(Collected data entries)
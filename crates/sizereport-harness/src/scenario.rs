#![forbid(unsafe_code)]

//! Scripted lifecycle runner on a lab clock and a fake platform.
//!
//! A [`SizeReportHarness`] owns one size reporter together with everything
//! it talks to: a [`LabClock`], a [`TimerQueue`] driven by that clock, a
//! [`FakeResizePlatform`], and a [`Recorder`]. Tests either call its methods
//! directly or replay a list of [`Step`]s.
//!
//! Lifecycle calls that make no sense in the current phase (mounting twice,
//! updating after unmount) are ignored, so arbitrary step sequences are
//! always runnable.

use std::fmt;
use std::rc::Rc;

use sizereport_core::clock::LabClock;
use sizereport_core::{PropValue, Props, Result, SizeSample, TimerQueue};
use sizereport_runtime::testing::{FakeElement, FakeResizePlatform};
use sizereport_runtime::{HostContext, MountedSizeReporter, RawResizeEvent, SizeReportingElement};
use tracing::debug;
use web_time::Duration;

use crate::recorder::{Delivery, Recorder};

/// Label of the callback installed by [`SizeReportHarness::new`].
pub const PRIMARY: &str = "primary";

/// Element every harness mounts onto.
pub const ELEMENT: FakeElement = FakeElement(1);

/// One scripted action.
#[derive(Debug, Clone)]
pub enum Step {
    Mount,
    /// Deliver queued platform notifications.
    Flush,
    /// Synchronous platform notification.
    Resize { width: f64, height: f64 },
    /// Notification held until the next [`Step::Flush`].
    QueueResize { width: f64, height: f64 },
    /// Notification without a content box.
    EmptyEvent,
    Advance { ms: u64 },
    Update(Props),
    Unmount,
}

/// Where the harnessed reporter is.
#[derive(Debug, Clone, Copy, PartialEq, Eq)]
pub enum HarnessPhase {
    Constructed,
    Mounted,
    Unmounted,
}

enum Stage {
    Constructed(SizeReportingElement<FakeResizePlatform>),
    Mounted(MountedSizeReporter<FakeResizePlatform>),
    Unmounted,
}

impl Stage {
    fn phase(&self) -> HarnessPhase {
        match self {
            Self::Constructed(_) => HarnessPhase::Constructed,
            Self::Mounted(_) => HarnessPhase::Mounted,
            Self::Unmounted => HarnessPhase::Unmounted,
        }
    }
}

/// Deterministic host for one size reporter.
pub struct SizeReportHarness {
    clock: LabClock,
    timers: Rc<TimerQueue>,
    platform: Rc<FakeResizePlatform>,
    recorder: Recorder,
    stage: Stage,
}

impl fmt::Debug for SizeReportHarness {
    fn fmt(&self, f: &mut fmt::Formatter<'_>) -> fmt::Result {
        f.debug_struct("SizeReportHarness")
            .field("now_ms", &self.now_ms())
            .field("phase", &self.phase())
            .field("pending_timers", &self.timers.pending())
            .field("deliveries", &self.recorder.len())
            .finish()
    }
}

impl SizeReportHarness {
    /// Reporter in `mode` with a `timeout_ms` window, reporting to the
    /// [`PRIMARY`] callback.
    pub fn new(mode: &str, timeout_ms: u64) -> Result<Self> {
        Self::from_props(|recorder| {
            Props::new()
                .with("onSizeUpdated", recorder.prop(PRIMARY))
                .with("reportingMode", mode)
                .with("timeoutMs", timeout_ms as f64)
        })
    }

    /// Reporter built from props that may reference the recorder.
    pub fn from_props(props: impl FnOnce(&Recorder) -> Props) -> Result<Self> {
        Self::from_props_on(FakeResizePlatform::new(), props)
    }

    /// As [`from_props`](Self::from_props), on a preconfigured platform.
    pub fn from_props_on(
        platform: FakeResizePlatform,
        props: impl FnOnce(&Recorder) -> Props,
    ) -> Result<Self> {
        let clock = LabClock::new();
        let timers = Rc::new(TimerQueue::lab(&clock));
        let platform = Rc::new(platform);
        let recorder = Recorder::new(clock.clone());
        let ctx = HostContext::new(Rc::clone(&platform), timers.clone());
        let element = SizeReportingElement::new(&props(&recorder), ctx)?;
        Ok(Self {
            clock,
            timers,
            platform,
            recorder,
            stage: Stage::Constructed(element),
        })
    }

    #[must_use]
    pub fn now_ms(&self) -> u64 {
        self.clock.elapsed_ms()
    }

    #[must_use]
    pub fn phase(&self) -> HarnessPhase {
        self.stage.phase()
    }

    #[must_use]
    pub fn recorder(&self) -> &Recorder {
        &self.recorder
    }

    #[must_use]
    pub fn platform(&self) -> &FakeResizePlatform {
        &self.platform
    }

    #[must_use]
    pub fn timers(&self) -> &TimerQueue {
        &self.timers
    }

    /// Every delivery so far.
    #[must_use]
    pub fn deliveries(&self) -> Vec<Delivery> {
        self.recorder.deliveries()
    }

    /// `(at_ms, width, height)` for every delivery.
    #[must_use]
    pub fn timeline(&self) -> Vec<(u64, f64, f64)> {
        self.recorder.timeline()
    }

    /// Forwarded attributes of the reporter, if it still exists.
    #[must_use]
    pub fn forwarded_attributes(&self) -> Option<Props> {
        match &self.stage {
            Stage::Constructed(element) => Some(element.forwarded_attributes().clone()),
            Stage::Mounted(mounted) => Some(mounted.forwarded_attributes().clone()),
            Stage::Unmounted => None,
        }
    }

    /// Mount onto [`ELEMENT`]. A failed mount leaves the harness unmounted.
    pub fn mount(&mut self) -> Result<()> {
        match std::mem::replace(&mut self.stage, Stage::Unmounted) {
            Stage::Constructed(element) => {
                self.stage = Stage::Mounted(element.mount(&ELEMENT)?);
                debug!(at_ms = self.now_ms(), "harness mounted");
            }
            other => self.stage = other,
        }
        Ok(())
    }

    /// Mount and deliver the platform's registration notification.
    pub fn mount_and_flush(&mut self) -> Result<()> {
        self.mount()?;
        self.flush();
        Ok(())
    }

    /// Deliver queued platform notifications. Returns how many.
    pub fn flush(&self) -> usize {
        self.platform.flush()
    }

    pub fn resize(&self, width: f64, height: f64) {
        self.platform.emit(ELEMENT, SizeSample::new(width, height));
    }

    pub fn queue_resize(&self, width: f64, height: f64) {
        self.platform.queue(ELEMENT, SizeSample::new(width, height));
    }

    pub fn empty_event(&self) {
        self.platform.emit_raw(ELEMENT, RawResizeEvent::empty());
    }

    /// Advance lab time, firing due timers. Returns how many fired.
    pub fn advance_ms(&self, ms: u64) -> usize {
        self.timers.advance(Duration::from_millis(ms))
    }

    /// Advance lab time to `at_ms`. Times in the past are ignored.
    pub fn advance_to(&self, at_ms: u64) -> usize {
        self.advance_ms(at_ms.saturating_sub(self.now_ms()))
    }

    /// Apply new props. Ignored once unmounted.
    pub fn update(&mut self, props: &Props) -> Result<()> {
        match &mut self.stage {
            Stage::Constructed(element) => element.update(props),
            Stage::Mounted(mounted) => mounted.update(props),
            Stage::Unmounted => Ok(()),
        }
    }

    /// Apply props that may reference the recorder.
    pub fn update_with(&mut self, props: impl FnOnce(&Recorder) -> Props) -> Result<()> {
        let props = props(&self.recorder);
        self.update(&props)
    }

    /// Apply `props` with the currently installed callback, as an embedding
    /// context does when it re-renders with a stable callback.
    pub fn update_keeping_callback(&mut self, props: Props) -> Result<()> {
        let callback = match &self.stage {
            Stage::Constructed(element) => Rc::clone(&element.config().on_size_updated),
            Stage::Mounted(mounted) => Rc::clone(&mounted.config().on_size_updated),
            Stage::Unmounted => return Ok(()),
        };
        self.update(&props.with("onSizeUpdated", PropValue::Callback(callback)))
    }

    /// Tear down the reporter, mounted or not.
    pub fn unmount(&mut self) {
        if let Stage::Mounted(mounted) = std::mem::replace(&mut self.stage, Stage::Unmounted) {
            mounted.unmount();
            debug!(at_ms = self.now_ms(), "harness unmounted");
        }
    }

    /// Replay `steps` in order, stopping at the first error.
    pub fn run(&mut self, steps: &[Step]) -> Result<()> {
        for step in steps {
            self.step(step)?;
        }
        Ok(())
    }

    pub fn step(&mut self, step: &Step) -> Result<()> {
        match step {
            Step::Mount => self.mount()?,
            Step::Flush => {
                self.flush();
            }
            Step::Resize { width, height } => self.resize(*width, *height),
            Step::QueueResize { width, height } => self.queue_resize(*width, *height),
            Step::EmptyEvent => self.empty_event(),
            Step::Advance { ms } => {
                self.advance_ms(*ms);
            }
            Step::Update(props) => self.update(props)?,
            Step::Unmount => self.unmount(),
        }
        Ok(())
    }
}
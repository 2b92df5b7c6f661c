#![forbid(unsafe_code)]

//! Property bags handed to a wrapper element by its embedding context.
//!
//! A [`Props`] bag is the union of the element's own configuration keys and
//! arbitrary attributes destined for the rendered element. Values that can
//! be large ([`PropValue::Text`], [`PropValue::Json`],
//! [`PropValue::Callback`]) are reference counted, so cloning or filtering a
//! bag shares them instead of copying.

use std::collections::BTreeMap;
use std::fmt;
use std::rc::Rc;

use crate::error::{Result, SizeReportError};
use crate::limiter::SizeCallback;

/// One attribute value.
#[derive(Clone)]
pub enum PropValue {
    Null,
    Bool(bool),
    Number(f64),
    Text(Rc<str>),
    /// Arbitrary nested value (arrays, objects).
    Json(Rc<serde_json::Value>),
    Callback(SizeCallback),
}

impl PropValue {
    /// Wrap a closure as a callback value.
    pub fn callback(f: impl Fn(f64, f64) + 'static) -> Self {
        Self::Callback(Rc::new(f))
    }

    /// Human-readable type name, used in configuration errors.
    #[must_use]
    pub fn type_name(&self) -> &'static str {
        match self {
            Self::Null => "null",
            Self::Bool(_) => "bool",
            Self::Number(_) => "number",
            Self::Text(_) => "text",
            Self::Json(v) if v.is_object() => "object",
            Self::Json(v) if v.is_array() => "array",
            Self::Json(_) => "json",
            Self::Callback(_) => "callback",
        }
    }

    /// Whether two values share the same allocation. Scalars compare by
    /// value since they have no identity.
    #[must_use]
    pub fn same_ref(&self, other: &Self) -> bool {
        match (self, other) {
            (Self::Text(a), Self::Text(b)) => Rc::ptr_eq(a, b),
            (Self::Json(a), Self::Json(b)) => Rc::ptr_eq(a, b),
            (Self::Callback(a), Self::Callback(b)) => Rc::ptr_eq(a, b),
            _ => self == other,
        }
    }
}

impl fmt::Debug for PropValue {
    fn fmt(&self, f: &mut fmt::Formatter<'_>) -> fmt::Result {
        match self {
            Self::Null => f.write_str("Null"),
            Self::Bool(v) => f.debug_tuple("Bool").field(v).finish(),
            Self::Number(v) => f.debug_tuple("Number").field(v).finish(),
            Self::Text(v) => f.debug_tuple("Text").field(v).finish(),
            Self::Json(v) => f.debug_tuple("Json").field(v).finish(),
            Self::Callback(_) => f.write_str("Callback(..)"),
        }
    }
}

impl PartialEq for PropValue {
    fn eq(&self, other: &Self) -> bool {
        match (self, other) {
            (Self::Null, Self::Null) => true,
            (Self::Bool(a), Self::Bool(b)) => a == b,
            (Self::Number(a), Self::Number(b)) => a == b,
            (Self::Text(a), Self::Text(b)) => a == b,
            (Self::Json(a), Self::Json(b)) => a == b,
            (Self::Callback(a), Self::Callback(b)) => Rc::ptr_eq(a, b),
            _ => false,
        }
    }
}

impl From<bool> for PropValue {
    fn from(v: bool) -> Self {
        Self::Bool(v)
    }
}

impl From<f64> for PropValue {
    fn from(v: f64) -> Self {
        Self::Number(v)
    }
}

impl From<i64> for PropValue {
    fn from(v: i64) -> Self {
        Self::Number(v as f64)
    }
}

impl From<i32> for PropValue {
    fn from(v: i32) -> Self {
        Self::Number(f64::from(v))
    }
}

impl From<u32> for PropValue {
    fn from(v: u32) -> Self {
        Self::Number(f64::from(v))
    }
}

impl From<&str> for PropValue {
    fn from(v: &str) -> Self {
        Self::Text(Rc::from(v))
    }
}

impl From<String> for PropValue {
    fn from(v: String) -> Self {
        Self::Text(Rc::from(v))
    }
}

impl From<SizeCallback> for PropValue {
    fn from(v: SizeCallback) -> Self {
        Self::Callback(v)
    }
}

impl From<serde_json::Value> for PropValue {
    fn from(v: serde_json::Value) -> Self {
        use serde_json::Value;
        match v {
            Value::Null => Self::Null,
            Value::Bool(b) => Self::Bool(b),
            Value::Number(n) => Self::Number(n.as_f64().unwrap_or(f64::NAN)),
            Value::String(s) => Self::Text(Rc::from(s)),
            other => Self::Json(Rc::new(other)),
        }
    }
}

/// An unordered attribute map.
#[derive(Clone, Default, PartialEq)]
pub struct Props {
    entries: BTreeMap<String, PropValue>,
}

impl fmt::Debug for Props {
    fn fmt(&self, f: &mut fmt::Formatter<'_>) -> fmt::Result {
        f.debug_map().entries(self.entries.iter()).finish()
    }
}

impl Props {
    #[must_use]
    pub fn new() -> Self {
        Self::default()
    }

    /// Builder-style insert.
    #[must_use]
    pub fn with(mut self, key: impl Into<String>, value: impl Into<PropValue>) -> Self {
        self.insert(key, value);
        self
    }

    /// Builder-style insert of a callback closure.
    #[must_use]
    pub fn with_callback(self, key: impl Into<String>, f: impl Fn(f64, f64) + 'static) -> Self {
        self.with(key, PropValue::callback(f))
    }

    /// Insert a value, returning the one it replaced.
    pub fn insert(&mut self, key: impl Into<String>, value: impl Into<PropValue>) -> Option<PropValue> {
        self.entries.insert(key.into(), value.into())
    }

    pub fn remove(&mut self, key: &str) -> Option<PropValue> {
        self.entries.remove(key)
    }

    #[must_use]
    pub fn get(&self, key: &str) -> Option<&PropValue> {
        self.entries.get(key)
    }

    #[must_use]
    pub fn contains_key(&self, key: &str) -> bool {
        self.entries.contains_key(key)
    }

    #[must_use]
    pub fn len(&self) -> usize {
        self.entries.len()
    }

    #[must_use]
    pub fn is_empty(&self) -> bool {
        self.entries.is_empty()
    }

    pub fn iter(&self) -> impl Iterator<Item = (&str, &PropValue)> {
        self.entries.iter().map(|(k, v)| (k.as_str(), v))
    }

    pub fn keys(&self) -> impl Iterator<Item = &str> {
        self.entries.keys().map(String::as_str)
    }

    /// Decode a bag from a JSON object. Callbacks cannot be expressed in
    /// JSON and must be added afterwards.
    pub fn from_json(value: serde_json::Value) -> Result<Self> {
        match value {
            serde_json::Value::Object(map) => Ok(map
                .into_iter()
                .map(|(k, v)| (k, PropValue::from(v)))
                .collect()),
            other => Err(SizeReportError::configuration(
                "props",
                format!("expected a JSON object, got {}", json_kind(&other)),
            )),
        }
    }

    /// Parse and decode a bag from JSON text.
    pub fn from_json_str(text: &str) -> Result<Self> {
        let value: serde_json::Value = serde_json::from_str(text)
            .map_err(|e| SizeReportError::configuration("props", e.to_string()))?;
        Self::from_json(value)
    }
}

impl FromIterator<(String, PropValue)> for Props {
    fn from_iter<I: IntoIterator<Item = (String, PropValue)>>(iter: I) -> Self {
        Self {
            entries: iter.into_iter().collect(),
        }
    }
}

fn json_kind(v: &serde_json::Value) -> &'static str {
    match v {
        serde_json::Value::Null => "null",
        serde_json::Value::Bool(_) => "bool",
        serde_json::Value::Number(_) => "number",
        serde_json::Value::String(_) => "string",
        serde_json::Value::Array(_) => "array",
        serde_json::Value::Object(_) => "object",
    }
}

▶ Description of the task:
Using the records above, restate word for word the lines from the one with "self.clock.elapsed_ms()" through the one with "pub fn platform(&self)", both included.

▶ Answer below:
        self.clock.elapsed_ms()
    }

    #[must_use]
    pub fn phase(&self) -> HarnessPhase {
        self.stage.phase()
    }

    #[must_use]
    pub fn recorder(&self) -> &Recorder {
        &self.recorder
    }

    #[must_use]
    pub fn platform(&self) -> &FakeResizePlatform {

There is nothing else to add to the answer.